Defence lawyers have maintained that the women were recruited to take part in what they thought was a prank TV show but were instead part of an elaborate plot by a group of North Korean agents to get two women to act as inadvertent assassins.
Siti and Vietnamese Doan Thi Huong are on trial for the killing of Kim Jong-nam, the estranged half-brother of North Korean leader Kim Jong-un, at Kuala Lumpur International Airport on February 13 last year.
They allegedly rubbed VX nerve agent on Kim’s face as he waited for a flight to Macau. He died in agony within minutes and the women were arrested days later.

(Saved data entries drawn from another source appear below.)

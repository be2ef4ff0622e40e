//! Gemini client setup.
//!
//! # Example
//!
//! ```no_run
//! # use vocab_harvest::gemini::Client;
//! # use vocab_harvest::config::ClientConfig;
//! # fn example() -> Result<(), vocab_harvest::errors::Error> {
//! let client = Client::from_config(ClientConfig::default().with_model("gemini-1.5-flash"))?;
//! let invoker = client.invoker();
//! # Ok(())
//! # }
//! ```

use rig::client::{CompletionClient, ProviderClient};
use rig::providers::gemini;

use crate::config::ClientConfig;
use crate::errors::Error;
use crate::invoker::RigInvoker;

/// Environment variable holding the Gemini API key.
pub const API_KEY_ENV: &str = "GEMINI_API_KEY";

/// Rig completion model type for Gemini.
pub type GeminiModel = <gemini::Client as CompletionClient>::CompletionModel;

/// Gemini provider client.
///
/// Reads the key from `GEMINI_API_KEY`. Construction fails with
/// `Error::MissingApiKey` instead of panicking when it is absent.
#[derive(Clone)]
pub struct Client {
    inner: gemini::Client,
    config: ClientConfig,
}

impl Client {
    /// Creates a client with default configuration.
    ///
    /// # Errors
    ///
    /// Returns `Error::MissingApiKey` if `GEMINI_API_KEY` is unset or blank.
    pub fn from_env() -> Result<Self, Error> {
        Self::from_config(ClientConfig::default())
    }

    /// Creates a client with custom configuration.
    ///
    /// # Errors
    ///
    /// Returns `Error::MissingApiKey` if `GEMINI_API_KEY` is unset or blank.
    pub fn from_config(config: ClientConfig) -> Result<Self, Error> {
        match std::env::var(API_KEY_ENV) {
            Ok(key) if !key.trim().is_empty() => {}
            _ => return Err(Error::MissingApiKey),
        }

        tracing::debug!(model = %config.model, "initializing Gemini client");
        Ok(Self {
            inner: gemini::Client::from_env(),
            config,
        })
    }

    /// Client configuration.
    #[must_use]
    pub const fn config(&self) -> &ClientConfig {
        &self.config
    }

    /// Model invoker for the configured model.
    #[must_use]
    pub fn invoker(&self) -> RigInvoker<GeminiModel> {
        RigInvoker::new(
            self.inner.completion_model(self.config.model.clone()),
            self.config.temperature,
            self.config.timeout,
        )
    }
}
//! Configuration for the staged extraction run.

use crate::repair::{MAX_REPAIR_ATTEMPTS, RepairConfig};

/// Configuration for a [`super::VocabularyPipeline`].
#[derive(Debug, Clone, PartialEq, Eq)]
pub struct PipelineConfig {
    /// Entries requested by the sample pass (default: 15).
    pub sample_limit: usize,
    /// Output budget of the sample call (default: 2048).
    pub sample_max_tokens: u64,
    /// Output budget of the full extraction call (default: 8192).
    pub full_max_tokens: u64,
    /// Output budget of each repair call (default: 4096).
    pub repair_max_tokens: u64,
    /// Model-assisted repair attempts, clamped to 1..=3 (default: 3).
    pub max_repair_attempts: usize,
    /// Candidate text sent to repair calls is cut to this many chars (default: 4000).
    pub repair_input_chars: usize,
    /// Prefix salvaged by the partial-text strategy (default: 3000).
    pub partial_prefix_chars: usize,
}

impl Default for PipelineConfig {
    fn default() -> Self {
        Self {
            sample_limit: 15,
            sample_max_tokens: 2048,
            full_max_tokens: 8192,
            repair_max_tokens: 4096,
            max_repair_attempts: MAX_REPAIR_ATTEMPTS,
            repair_input_chars: 4000,
            partial_prefix_chars: 3000,
        }
    }
}

impl PipelineConfig {
    /// Set the number of entries requested by the sample pass.
    #[must_use]
    pub const fn with_sample_limit(mut self, limit: usize) -> Self {
        self.sample_limit = limit;
        self
    }

    /// Set the model-assisted repair attempts. Values above 3 are capped.
    #[must_use]
    pub const fn with_max_repair_attempts(mut self, max: usize) -> Self {
        self.max_repair_attempts = max;
        self
    }

    /// Set the output budget of the full extraction call.
    #[must_use]
    pub const fn with_full_max_tokens(mut self, tokens: u64) -> Self {
        self.full_max_tokens = tokens;
        self
    }

    /// Repair settings derived from this configuration.
    #[must_use]
    pub const fn repair(&self) -> RepairConfig {
        RepairConfig {
            max_attempts: self.max_repair_attempts,
            max_output_tokens: self.repair_max_tokens,
            input_chars: self.repair_input_chars,
        }
    }
}
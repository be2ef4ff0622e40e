//! Markup hint analysis for vocabulary extraction.
//!
//! Fetches a page and ranks the `tag.class` signatures most likely to wrap a
//! repeated list of vocabulary items. Used only as a steering fallback when a
//! model extracts nothing, so every failure degrades to "no hints".

pub mod error;
pub mod fetch;
pub mod score;
pub mod types;

pub use error::MarkupError;
pub use fetch::fetch_markup;
pub use score::score_markup;
pub use types::*;

/// Fetches pages and ranks their likely vocabulary regions.
#[derive(Clone)]
pub struct MarkupAnalyzer {
    client: reqwest::Client,
    config: MarkupConfig,
}

impl MarkupAnalyzer {
    /// Creates an analyzer with its own HTTP client.
    ///
    /// # Errors
    /// Returns `MarkupError::ClientBuild` if the HTTP client cannot be created.
    pub fn new(config: MarkupConfig) -> Result<Self, MarkupError> {
        let client = fetch::build_client(&config)?;
        Ok(Self { client, config })
    }

    #[must_use]
    pub const fn config(&self) -> &MarkupConfig {
        &self.config
    }

    /// Fetches `url` and returns its ranked hints. Never fails: fetch errors
    /// and non-success statuses produce an empty list.
    pub async fn analyze(&self, url: &str) -> Vec<MarkupHint> {
        let html = match fetch_markup(&self.client, url).await {
            Ok(html) => html,
            Err(e) => {
                tracing::warn!(error = %e, "markup fetch failed, no hints available");
                return Vec::new();
            }
        };

        let hints = score_markup(&html, self.config.max_hints, self.config.max_elements);
        tracing::debug!(url, count = hints.len(), "markup hints ranked");
        hints
    }
}
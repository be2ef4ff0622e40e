use thiserror::Error;

/// Failures while fetching page markup.
///
/// These never leave the crate through [`crate::MarkupAnalyzer::analyze`];
/// they are logged and turned into an empty hint list.
#[derive(Debug, Error)]
pub enum MarkupError {
    #[error("Failed to build HTTP client: {0}")]
    ClientBuild(#[source] reqwest::Error),

    #[error("Request to {url} failed: {source}")]
    Request {
        url: String,
        #[source]
        source: reqwest::Error,
    },

    #[error("Request to {url} returned HTTP {status}")]
    Status { url: String, status: u16 },

    #[error("Failed to read body from {url}: {source}")]
    Body {
        url: String,
        #[source]
        source: reqwest::Error,
    },
}
use serde::{Deserialize, Serialize};
use std::time::Duration;

/// Browser-like identity sent with page fetches to avoid trivial bot blocking.
pub const DEFAULT_USER_AGENT: &str = "Mozilla/5.0 (Windows NT 10.0; Win64; x64) \
     AppleWebKit/537.36 (KHTML, like Gecko) Chrome/124.0.0.0 Safari/537.36";

/// A candidate content region, identified by its `tag.class` signature.
#[derive(Debug, Clone, PartialEq, Eq, Serialize, Deserialize)]
pub struct MarkupHint {
    pub selector: String,
    /// Summed heuristic score over every element with this signature.
    pub score: u32,
}

/// Fetch and ranking settings for [`crate::MarkupAnalyzer`].
#[derive(Debug, Clone)]
pub struct MarkupConfig {
    pub user_agent: String,
    pub timeout: Duration,
    /// Number of ranked signatures to keep.
    pub max_hints: usize,
    /// Upper bound on visited elements, so pathological pages stay cheap.
    pub max_elements: usize,
}

impl Default for MarkupConfig {
    fn default() -> Self {
        Self {
            user_agent: DEFAULT_USER_AGENT.to_string(),
            timeout: Duration::from_secs(15),
            max_hints: 5,
            max_elements: 20_000,
        }
    }
}

impl MarkupConfig {
    #[must_use]
    pub fn with_user_agent(mut self, user_agent: impl Into<String>) -> Self {
        self.user_agent = user_agent.into();
        self
    }

    #[must_use]
    pub const fn with_timeout(mut self, timeout: Duration) -> Self {
        self.timeout = timeout;
        self
    }

    #[must_use]
    pub const fn with_max_hints(mut self, max_hints: usize) -> Self {
        self.max_hints = max_hints;
        self
    }
}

The pair face death by hanging if convicted for murder. Both have pleaded not guilty, with their lawyers saying blame for the murder should lie with the North Korean agents.
During questioning of an investigating police officer defence lawyer Gooi Soon Seng said Siti was approached by a taxi driver at a nightclub before dawn on January 5 last year.
The cabbie asked her to meet at a shopping mall where there would be an offer for her to take part in prank acting.
The investigator did not confirm the date but agreed with the account and that it was at the shopping mall where Siti first met with Ri, the alleged North Korean agent.
News reports had previously mentioned Ri as the youngest of eight North Korean men previously wanted by the Malaysian police for suspected involvement in the killing.
Gooi said after the hearing that Ri was merely known for recruiting Siti in January and that he was “no longer in the scene” in February when Kim was assassinated.
Malaysian police had previously said that four North Korean suspects fled the country on the day that Kim was attacked at Kuala Lumpur’s airport.
The trial at the Malaysian High Court resumed this month after a seven-week break.
On Monday, a witness told the court that Kim met an unidentified American on the Malaysian resort island of Langkawi on February 9, four days before his death.
Japan’s Asahi Shimbun newspaper reported in May last year that the American was a US intelligence agent and that Kim was believed to have passed information to him.
A police computer forensics report showed that a laptop owned by Kim was last used on February 9, the day of the Langkawi meeting, and that a USB pen drive had been connected to it that day.